§ Exercise aim
Could you copy exactly the lines from the one containing "for outcome in" through the last line of the records below, and nothing else?

§ Exercise data
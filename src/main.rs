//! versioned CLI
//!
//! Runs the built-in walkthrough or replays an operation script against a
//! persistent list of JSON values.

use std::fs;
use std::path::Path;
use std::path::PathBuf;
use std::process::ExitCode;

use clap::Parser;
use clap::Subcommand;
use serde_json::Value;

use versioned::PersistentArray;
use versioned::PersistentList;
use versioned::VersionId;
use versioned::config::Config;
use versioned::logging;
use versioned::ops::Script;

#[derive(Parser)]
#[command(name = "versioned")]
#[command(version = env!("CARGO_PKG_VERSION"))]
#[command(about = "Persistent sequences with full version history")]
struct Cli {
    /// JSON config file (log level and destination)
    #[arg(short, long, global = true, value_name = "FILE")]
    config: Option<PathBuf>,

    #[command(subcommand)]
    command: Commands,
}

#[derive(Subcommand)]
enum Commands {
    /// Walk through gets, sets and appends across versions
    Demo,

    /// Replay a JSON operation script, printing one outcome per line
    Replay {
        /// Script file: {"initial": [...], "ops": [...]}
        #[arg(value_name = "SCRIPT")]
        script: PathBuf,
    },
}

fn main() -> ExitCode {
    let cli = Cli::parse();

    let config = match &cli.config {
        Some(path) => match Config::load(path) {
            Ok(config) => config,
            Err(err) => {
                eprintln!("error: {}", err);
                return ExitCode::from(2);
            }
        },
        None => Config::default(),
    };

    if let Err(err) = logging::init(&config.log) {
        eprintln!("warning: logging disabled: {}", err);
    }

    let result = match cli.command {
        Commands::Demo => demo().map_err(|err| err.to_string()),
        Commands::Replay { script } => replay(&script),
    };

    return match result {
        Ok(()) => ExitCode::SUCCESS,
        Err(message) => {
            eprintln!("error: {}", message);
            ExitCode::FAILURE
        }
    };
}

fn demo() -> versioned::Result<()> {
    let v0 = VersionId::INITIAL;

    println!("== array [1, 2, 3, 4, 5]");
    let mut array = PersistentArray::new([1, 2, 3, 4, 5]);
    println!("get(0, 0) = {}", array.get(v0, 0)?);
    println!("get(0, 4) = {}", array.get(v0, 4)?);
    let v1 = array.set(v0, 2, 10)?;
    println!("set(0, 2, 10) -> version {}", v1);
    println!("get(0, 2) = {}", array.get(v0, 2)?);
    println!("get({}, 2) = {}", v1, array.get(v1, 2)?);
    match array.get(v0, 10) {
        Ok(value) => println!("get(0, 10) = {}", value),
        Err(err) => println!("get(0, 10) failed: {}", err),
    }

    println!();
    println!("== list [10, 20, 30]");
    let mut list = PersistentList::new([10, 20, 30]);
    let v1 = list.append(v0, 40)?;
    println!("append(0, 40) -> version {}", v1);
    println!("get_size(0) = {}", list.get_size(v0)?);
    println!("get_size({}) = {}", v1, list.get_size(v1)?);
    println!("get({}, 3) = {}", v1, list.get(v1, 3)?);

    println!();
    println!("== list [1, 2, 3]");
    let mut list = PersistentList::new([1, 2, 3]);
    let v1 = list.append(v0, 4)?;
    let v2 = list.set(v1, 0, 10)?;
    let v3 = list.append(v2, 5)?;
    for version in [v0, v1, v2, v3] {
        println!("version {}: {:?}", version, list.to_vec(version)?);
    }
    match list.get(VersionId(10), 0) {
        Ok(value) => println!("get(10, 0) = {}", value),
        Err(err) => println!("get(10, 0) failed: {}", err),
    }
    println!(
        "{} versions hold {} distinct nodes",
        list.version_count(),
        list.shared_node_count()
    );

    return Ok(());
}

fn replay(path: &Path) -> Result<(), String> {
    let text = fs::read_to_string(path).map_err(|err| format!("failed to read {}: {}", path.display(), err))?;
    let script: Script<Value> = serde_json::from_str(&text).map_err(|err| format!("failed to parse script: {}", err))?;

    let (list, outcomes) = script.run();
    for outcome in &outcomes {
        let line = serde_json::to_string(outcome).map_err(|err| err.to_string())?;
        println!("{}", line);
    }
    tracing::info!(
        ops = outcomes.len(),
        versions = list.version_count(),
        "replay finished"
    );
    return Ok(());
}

§ Answer below
    for outcome in &outcomes {
        let line = serde_json::to_string(outcome).map_err(|err| err.to_string())?;
        println!("{}", line);
    }
    tracing::info!(
        ops = outcomes.len(),
        versions = list.version_count(),
        "replay finished"
    );
    return Ok(());
}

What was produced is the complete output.